As production on Tom Cruise's Mission: Impossible 7 gets underway in Norway, the latest film in the Mission: Impossible franchise is coming under fire again, this time for its use of cruise ships to house the film's cast and crew. According to a new report, there are concerns that Filipino workers on board two ships being used by the production are being paid low minimum wages.

According to Variety, the production of Mission: Impossible 7 has hired two ships from the Norwegian cruise line Hurtigruten. Two ships, MS Vesterålen and MS Fridtjof Nansen, have been leased to the local production company Truenorth Norway from the end of August through the end of September. The ships are being used to keep the film's crew in one place as part of measures to prevent COVID-19 infection. Hotel space in the area where filming is to take place is reportedly insufficient.

However, two Norwegian unions have reported the cruise company to the police, alleging the issue of low minimum wages for the Filipino workers on board the ships. While the wage issue is unverified and would possibly be more on the shoulders of the cruise company Hurtigruten, this isn't the first time the film's production has come under a bit of scrutiny.
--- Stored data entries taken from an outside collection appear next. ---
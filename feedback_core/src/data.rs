//! The feedback data model: the configured categories, the in-progress form
//! answers, and the documents that are persisted to and read from the store.

pub mod category;
pub mod record;
pub mod time;

pub use category::{CategoryError, CategoryList, FeedbackCategory};
pub use record::{
    AreaFeedback, CategoryResponse, FeedbackDocument, FeedbackRecord, Rating, RatingOutOfRange,
    RecordError, SubmitterInfo, MAX_RATING,
};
Last month, director and writer Christopher McQuarrie addressed what he said was "inaccurate" about a bridge explosion stunt for the film that would feature the demotion of the more than 100-year-old Pilchowicki bridge in Poland.

"At the very start of the film’s pre-production, we had a rough concept for a sequence involving a bridge over a body of water, ideally one that could be (spoiler alert) partially destroyed," McQuarrie wrote in a letter to Empire. "While we doubted such a thing would be possible, a broad search was initiated in the unlikely event that any country anywhere in the world might have a bridge that needed getting rid of. Some lovely people from Poland responded with enthusiasm. They just happened to know of a non-functioning railroad bridge in an area that suited our purposes. And, better yet, the area in question was eager to promote tourism."

He went on to explain that the portions of the bridge to be destroyed in the film were done in cooperation with the Polish government thus allowing the unsafe portions to be rebuilt, but possible retaliation for a perceived slight exacerbated the issue regarding the bridge.


"After harassing members of our production publicly and anonymously on social media, as well as privately, this individual misrepresented our intentions and concealed their personal reasons for wanting to penalize us," McQuarrie wrote. "They even tried to have this condemned, unsafe and unusable bridge landmarked in the hopes of preventing it from ever being removed and rebuilt (which we understand would be to the detriment of the area’s economic needs). Then they reached out to us to gloat about it. In short, this individual manipulated the emotional response of the people in a move that has now compromised our ambitions to bring our production to Poland."

Mission: Impossible 7 stars Tom Cruise, Hayley Atwell, Rebecca Ferguson, Pom Klementieff, Vanessa Kirby, Esai Morales, and Shea Whigham. It's expected to open in theaters on November 19, 2021.